For example yours gives:

    
    
        DEMUDDLE> (parse 'expr *lispm-expr*)
        (DEFINE 'WAIT ("OPTIONAL" (NUM 3)) (TYPED DECL ((NUM) FIX))
         (TELL "Time passes...")
         (REPEAT ((N (LVAR NUM))) (TYPED DECL ((N) FIX))
          (COND
           ((OR (L? (SET 'N (- (LVAR N) 1)) 0) (CLOCK-DEMON (GVAR CLOCKER))
                (FIGHTING (GVAR FIGHT-DEMON)))
            (RETURN)))))
    

Someone more determined could write a small MDL->CL translator and produce a
CL port of Zork (chock full of special declarations, since MDL uses dyamic
scoping).

I also found the following interesting remark in the primer: "One of the
implementors of Zork has been heard to say that Zork is a huge conditional".

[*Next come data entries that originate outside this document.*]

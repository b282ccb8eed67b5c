// Copyright 2025 the Understory Authors
// SPDX-License-Identifier: Apache-2.0 OR MIT

//! Coordinate spaces: the read-only view layout computes against, and conversions
//! between element spaces.
//!
//! Conversion is translation only. A point in the own space of element `E` maps into
//! its super element's space by adding `E.frame.origin - E.bounds.origin`; a non-zero
//! bounds origin (a scroll offset) therefore shifts everything inside `E`.

use kurbo::{Point, Rect, Size, Vec2};

use crate::error::LayoutError;
use crate::guide::{Guide, StackGuide, measure_stack};
use crate::tree::{ElementKind, ElementTree, IntrinsicContent};
use crate::types::ElementId;

/// Read access to participant geometry.
///
/// Layout passes read frames through this trait so that snapshot computation can
/// overlay uncommitted results on top of the live tree. Implemented by
/// [`ElementTree`].
///
/// The `element_*` accessors panic on stale handles: evaluating layout against a
/// removed element is a programming error.
pub trait LayoutContext {
    /// Whether `id` is live.
    fn is_element_alive(&self, id: ElementId) -> bool;

    /// Frame of `id` in its super element's space.
    fn element_frame(&self, id: ElementId) -> Rect;

    /// Origin of the own space of `id` (its content offset).
    fn element_bounds_origin(&self, id: ElementId) -> Point;

    /// Super element of `id`, if attached.
    fn super_element(&self, id: ElementId) -> Option<ElementId>;

    /// Kind of `id`.
    fn element_kind(&self, id: ElementId) -> &ElementKind;

    /// Intrinsic content attached to `id`, if any.
    fn element_content(&self, id: ElementId) -> Option<&dyn IntrinsicContent>;

    /// Bounds of `id` in its own space.
    fn element_bounds(&self, id: ElementId) -> Rect {
        Rect::from_origin_size(self.element_bounds_origin(id), self.element_frame(id).size())
    }

    /// Stack configuration of `id`, if it is a stack guide.
    fn stack_guide(&self, id: ElementId) -> Option<&StackGuide> {
        match self.element_kind(id) {
            ElementKind::Guide(Guide::Stack(stack)) => Some(stack),
            _ => None,
        }
    }

    /// Natural size of `id` when constrained to `fitting`.
    ///
    /// Stack guides report the extent of their arranged run plus insets, scroll guides
    /// their content size, and other elements defer to their [`IntrinsicContent`].
    fn intrinsic_size(&self, id: ElementId, fitting: Size) -> Option<Size> {
        match self.element_kind(id) {
            ElementKind::Guide(Guide::Stack(stack)) => Some(measure_stack(self, stack, fitting)),
            ElementKind::Guide(Guide::Scroll(scroll)) => Some(scroll.content_size),
            _ => self.element_content(id).map(|c| c.size_that_fits(fitting)),
        }
    }

    /// Converts a rectangle from the own space of `from` to the own space of `to`.
    fn try_convert_rect(
        &self,
        rect: Rect,
        from: ElementId,
        to: ElementId,
    ) -> Result<Rect, LayoutError> {
        Ok(rect + self.try_offset_between(from, to)?)
    }

    /// Converts a point from the own space of `from` to the own space of `to`.
    fn try_convert_point(
        &self,
        point: Point,
        from: ElementId,
        to: ElementId,
    ) -> Result<Point, LayoutError> {
        Ok(point + self.try_offset_between(from, to)?)
    }

    /// Panicking form of [`LayoutContext::try_convert_rect`].
    ///
    /// # Panics
    ///
    /// Panics if either element is stale or they share no common ancestor.
    fn convert_rect(&self, rect: Rect, from: ElementId, to: ElementId) -> Rect {
        self.try_convert_rect(rect, from, to)
            .unwrap_or_else(|e| panic!("{e}"))
    }

    /// Panicking form of [`LayoutContext::try_convert_point`].
    ///
    /// # Panics
    ///
    /// Panics if either element is stale or they share no common ancestor.
    fn convert_point(&self, point: Point, from: ElementId, to: ElementId) -> Point {
        self.try_convert_point(point, from, to)
            .unwrap_or_else(|e| panic!("{e}"))
    }

    /// Translation taking the own space of `from` to the own space of `to`.
    fn try_offset_between(&self, from: ElementId, to: ElementId) -> Result<Vec2, LayoutError> {
        if !self.is_element_alive(from) {
            return Err(LayoutError::StaleElement(from));
        }
        if !self.is_element_alive(to) {
            return Err(LayoutError::StaleElement(to));
        }
        if from == to {
            return Ok(Vec2::ZERO);
        }
        let (root_a, up) = offset_to_root(self, from);
        let (root_b, down) = offset_to_root(self, to);
        if root_a != root_b {
            return Err(LayoutError::NoCommonAncestor { from, to });
        }
        Ok(up - down)
    }
}

/// Walks from `id` to its root, accumulating the translation into the root's own space.
fn offset_to_root<C: LayoutContext + ?Sized>(ctx: &C, id: ElementId) -> (ElementId, Vec2) {
    let mut offset = Vec2::ZERO;
    let mut current = id;
    while let Some(parent) = ctx.super_element(current) {
        offset += ctx.element_frame(current).origin() - ctx.element_bounds_origin(current);
        current = parent;
    }
    (current, offset)
}

/// Frame of `reference`, expressed in the super-element space of `participant`.
///
/// # Panics
///
/// Panics if the two elements live in unrelated trees.
pub(crate) fn reference_frame<C: LayoutContext + ?Sized>(
    ctx: &C,
    reference: ElementId,
    participant: ElementId,
) -> Rect {
    let frame = ctx.element_frame(reference);
    let into = ctx.super_element(participant);
    match (ctx.super_element(reference), into) {
        (from, to) if from == to => frame,
        (Some(from), Some(to)) => ctx.convert_rect(frame, from, to),
        // The reference is a root: its frame has no enclosing space, so use its bounds.
        (None, Some(to)) => ctx.convert_rect(ctx.element_bounds(reference), reference, to),
        // The participant is a root: lift into the space its frame is expressed in.
        (Some(from), None) => {
            let r = ctx.convert_rect(frame, from, participant);
            r + (ctx.element_frame(participant).origin() - ctx.element_bounds_origin(participant))
        }
        (None, None) => frame,
    }
}

/// Default layout source for `participant`: its super element's layout space, or its
/// own frame for roots.
pub(crate) fn default_source<C: LayoutContext + ?Sized>(ctx: &C, participant: ElementId) -> Rect {
    match ctx.super_element(participant) {
        Some(parent) => layout_space(ctx, parent),
        None => ctx.element_frame(participant),
    }
}

/// The rect children of `id` are laid out against, in the own space of `id`.
///
/// This is the bounds of `id`, except for scroll guides: their children lay out in
/// content space, anchored at the origin and at least as large as the viewport, so
/// the scroll offset only affects conversion.
fn layout_space<C: LayoutContext + ?Sized>(ctx: &C, id: ElementId) -> Rect {
    match ctx.element_kind(id) {
        ElementKind::Guide(Guide::Scroll(scroll)) => {
            let viewport = ctx.element_frame(id).size();
            let size = Size::new(
                scroll.content_size.width.max(viewport.width),
                scroll.content_size.height.max(viewport.height),
            );
            Rect::from_origin_size(Point::ORIGIN, size)
        }
        _ => ctx.element_bounds(id),
    }
}

impl LayoutContext for ElementTree {
    fn is_element_alive(&self, id: ElementId) -> bool {
        self.is_alive(id)
    }

    fn element_frame(&self, id: ElementId) -> Rect {
        self.element(id).frame
    }

    fn element_bounds_origin(&self, id: ElementId) -> Point {
        self.element(id).bounds_origin
    }

    fn super_element(&self, id: ElementId) -> Option<ElementId> {
        self.element(id).parent
    }

    fn element_kind(&self, id: ElementId) -> &ElementKind {
        &self.element(id).kind
    }

    fn element_content(&self, id: ElementId) -> Option<&dyn IntrinsicContent> {
        self.element(id).content.as_deref()
    }
}

#[cfg(test)]
mod tests {
    use super::*;
    use crate::guide::ScrollGuide;

    /// Root at the origin, a container at (100, 100), and a guide at (20, 10) inside it.
    fn nested() -> (ElementTree, ElementId, ElementId, ElementId) {
        let mut tree = ElementTree::new();
        let root = tree.insert_view(None, Rect::new(0.0, 0.0, 500.0, 500.0));
        let container = tree.insert_view(Some(root), Rect::new(100.0, 100.0, 300.0, 300.0));
        let guide = tree.insert_guide(container, Guide::Plain, Rect::new(20.0, 10.0, 70.0, 60.0));
        (tree, root, container, guide)
    }

    #[test]
    fn guide_point_into_owner_space() {
        let (tree, root, container, guide) = nested();
        let p = Point::new(10.0, -5.0);
        assert_eq!(tree.convert_point(p, guide, container), Point::new(30.0, 5.0));
        assert_eq!(tree.convert_point(p, guide, root), Point::new(130.0, 105.0));
        assert_eq!(
            tree.convert_point(Point::new(130.0, 105.0), root, guide),
            p,
            "conversion must invert"
        );
    }

    #[test]
    fn identity_for_same_element() {
        let (tree, _, container, _) = nested();
        let r = Rect::new(1.0, 2.0, 3.0, 4.0);
        assert_eq!(tree.convert_rect(r, container, container), r);
    }

    #[test]
    fn siblings_across_branches() {
        let (mut tree, root, container, guide) = nested();
        let other = tree.insert_view(Some(root), Rect::new(0.0, 400.0, 50.0, 450.0));
        let r = tree.convert_rect(Rect::new(0.0, 0.0, 10.0, 10.0), guide, other);
        assert_eq!(r, Rect::new(120.0, -290.0, 130.0, -280.0));
        let back = tree.convert_rect(r, other, container);
        assert_eq!(back, Rect::new(20.0, 10.0, 30.0, 20.0));
    }

    #[test]
    fn scroll_offset_shifts_content() {
        let (mut tree, root, container, guide) = nested();
        let scroll = tree.insert_guide(
            container,
            Guide::Scroll(ScrollGuide::new(Size::new(200.0, 1000.0))),
            Rect::new(0.0, 0.0, 200.0, 200.0),
        );
        let row = tree.insert_view(Some(scroll), Rect::new(0.0, 300.0, 200.0, 340.0));
        tree.scroll_to(scroll, Point::new(0.0, 250.0));
        let in_root = tree.convert_rect(tree.bounds(row).unwrap(), row, root);
        assert_eq!(in_root, Rect::new(100.0, 150.0, 300.0, 190.0));
        let in_guide = tree.convert_point(Point::ORIGIN, row, guide);
        assert_eq!(in_guide, Point::new(-20.0, 40.0));
    }

    #[test]
    fn scroll_guide_children_lay_out_in_content_space() {
        let (mut tree, _, container, guide) = nested();
        let scroll = tree.insert_guide(
            container,
            Guide::Scroll(ScrollGuide::new(Size::new(150.0, 1000.0))),
            Rect::new(0.0, 0.0, 200.0, 200.0),
        );
        let row = tree.insert_view(Some(scroll), Rect::ZERO);
        tree.scroll_to(scroll, Point::new(0.0, 250.0));
        assert_eq!(default_source(&tree, row), Rect::new(0.0, 0.0, 200.0, 1000.0));

        tree.set_content_size(scroll, Size::new(50.0, 50.0));
        assert_eq!(default_source(&tree, row), Rect::new(0.0, 0.0, 200.0, 200.0));

        // Other parents contribute their bounds, scroll offset included.
        tree.set_bounds_origin(container, Point::new(5.0, 7.0));
        assert_eq!(default_source(&tree, guide), Rect::new(5.0, 7.0, 205.0, 207.0));
    }

    #[test]
    fn unrelated_roots_have_no_conversion() {
        let (mut tree, root, _, guide) = nested();
        let island = tree.insert_view(None, Rect::new(5.0, 5.0, 10.0, 10.0));
        assert_eq!(
            tree.try_convert_point(Point::ORIGIN, guide, island),
            Err(LayoutError::NoCommonAncestor {
                from: guide,
                to: island
            })
        );
        tree.remove(island);
        assert_eq!(
            tree.try_convert_point(Point::ORIGIN, root, island),
            Err(LayoutError::StaleElement(island))
        );
    }

    #[test]
    #[should_panic(expected = "share no common ancestor")]
    fn convert_panics_without_common_ancestor() {
        let (mut tree, _, _, guide) = nested();
        let island = tree.insert_view(None, Rect::ZERO);
        let _ = tree.convert_rect(Rect::ZERO, guide, island);
    }

    #[test]
    fn reference_frames_between_spaces() {
        let (mut tree, root, container, guide) = nested();
        let sibling = tree.insert_view(Some(root), Rect::new(0.0, 0.0, 50.0, 50.0));
        // Same space: untouched.
        assert_eq!(reference_frame(&tree, container, sibling), Rect::new(100.0, 100.0, 300.0, 300.0));
        // Guide inside the container, read from the root's children's space.
        assert_eq!(reference_frame(&tree, guide, sibling), Rect::new(120.0, 110.0, 170.0, 160.0));
        // The root as reference for its own child: its bounds.
        assert_eq!(reference_frame(&tree, root, sibling), Rect::new(0.0, 0.0, 500.0, 500.0));
        // A root participant reading a nested element: lifted into the root's frame space.
        assert_eq!(reference_frame(&tree, guide, root), Rect::new(120.0, 110.0, 170.0, 160.0));
    }
}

[0] [http://publications.csail.mit.edu/lcs/pubs/pdf/MIT-LCS-
TR-29...](http://publications.csail.mit.edu/lcs/pubs/pdf/MIT-LCS-TR-292.pdf)

------
homarp
In [http://blog.zarfhome.com/2017/08/your-load-is-too-heavy-
zork...](http://blog.zarfhome.com/2017/08/your-load-is-too-heavy-zork-deep-
reading.html) , Andrew Plotkin was pointing to an Inform 6 version of Zork by
Allen Garvin ,
[http://plover.net/~agarvin/zork1.txt](http://plover.net/~agarvin/zork1.txt)
derived from the original decompiled Z-machine code.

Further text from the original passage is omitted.